Re: [Haskell-beginners] Sequence function

Thank you very much. Final question, in the line: return (1 : []) -- Just [1] Does the value ([1] in this case) get wrapped in Just because of the type signature of sequence? I.e sequence :: Monad m => [m a] -> m [a] On 26/09/2017 1:49 PM, David McBride wrote:

Remember that foldr has flipped operator order from foldl.

...

:t foldl foldl :: Foldable t => (b -> a -> b) -> b -> t a -> b :t foldr foldr :: Foldable t => (a -> b -> b) -> b -> t a -> b

That means that you should expand them in the opposite order from how it seems to read.

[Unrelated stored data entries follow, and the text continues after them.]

//! Persisted staging of a new snapshot version.

#![allow(clippy::result_large_err)]

use crate::errors::{sqlite_error, Result};
use casewatch_core::errors::{ExError, ExErrorKind};
use casewatch_core::staging::StagedSnapshot;
use casewatch_core_types::RunId;
use rusqlite::Connection;

/// Write a staged snapshot into a new version in `staging` state
///
/// Main records and excluded ids are written in a single transaction, so a
/// failure leaves no partial version behind. Canonical readers are not
/// affected: they only follow `canonical_head`.
///
/// ## Returns
///
/// The new version id
///
/// ## Errors
///
/// - `Persistence`: any insert failed; nothing was written
pub fn stage_snapshot(
    conn: &mut Connection,
    run_id: &RunId,
    staged: &StagedSnapshot,
) -> Result<i64> {
    let op = "stage_snapshot";
    let tx = conn.transaction().map_err(|e| sqlite_error(op, e))?;

    tx.execute(
        "INSERT INTO snapshot_versions (run_id, state, main_count, excluded_count, created_at)
         VALUES (?1, 'staging', ?2, ?3, ?4)",
        rusqlite::params![
            run_id.as_str(),
            staged.main.len() as i64,
            staged.excluded.len() as i64,
            chrono::Utc::now().to_rfc3339(),
        ],
    )
    .map_err(|e| sqlite_error(op, e))?;
    let version_id = tx.last_insert_rowid();

    {
        let mut insert_record = tx
            .prepare(
                "INSERT INTO snapshot_records (
                    version_id, id, title, link, category, status,
                    requester, created_at, modified_at, page
                 ) VALUES (?1, ?2, ?3, ?4, ?5, ?6, ?7, ?8, ?9, ?10)",
            )
            .map_err(|e| sqlite_error(op, e))?;

        for record in staged.main.records() {
            insert_record
                .execute(rusqlite::params![
                    version_id,
                    record.id,
                    record.title,
                    record.link,
                    record.category,
                    record.status,
                    record.requester,
                    record.created_at,
                    record.modified_at,
                    record.page,
                ])
                .map_err(|e| {
                    ExError::new(ExErrorKind::Persistence)
                        .with_op(op)
                        .with_entity_id(record.id.clone())
                        .with_run_id(run_id.clone())
                        .with_message(format!("Failed to stage record: {}", e))
                })?;
        }

        let mut insert_excluded = tx
            .prepare("INSERT INTO snapshot_excluded (version_id, id) VALUES (?1, ?2)")
            .map_err(|e| sqlite_error(op, e))?;

        for id in &staged.excluded {
            insert_excluded
                .execute(rusqlite::params![version_id, id])
                .map_err(|e| sqlite_error(op, e))?;
        }
    }

    tx.commit().map_err(|e| sqlite_error(op, e))?;

    tracing::debug!(
        run_id = %run_id,
        version_id,
        main_len = staged.main.len(),
        excluded_len = staged.excluded.len(),
        "Staged snapshot version"
    );

    Ok(version_id)
}

/// Delete a version that never became canonical
///
/// Only versions still in `staging` state are removed; a sealed version or
/// the current head is left alone.
///
/// ## Returns
///
/// `true` when a version was deleted
pub fn discard_version(conn: &Connection, version_id: i64) -> Result<bool> {
    let deleted = conn
        .execute(
            "DELETE FROM snapshot_versions
             WHERE id = ?1
               AND state = 'staging'
               AND id NOT IN (SELECT version_id FROM canonical_head)",
            [version_id],
        )
        .map_err(|e| sqlite_error("discard_version", e))?;

    tracing::debug!(version_id, deleted, "Discarded staged version");
    Ok(deleted > 0)
}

p >>= \x -> -- Just 1 >>= \ 1 q >>= \y -> -- return [] >>= \ [] return (1 : []) -- Just [1]

On Tue, Sep 26, 2017 at 12:59 PM, Jimbo wrote:

...

Hello everyone,

Just trying to understand the sequence function as follows:

sequence [Just 1]

-- evaluates to Just [1]

sequence = foldr mcons (return []) where mcons p q = p >>= \x -> q >>= \y -> return (x:y)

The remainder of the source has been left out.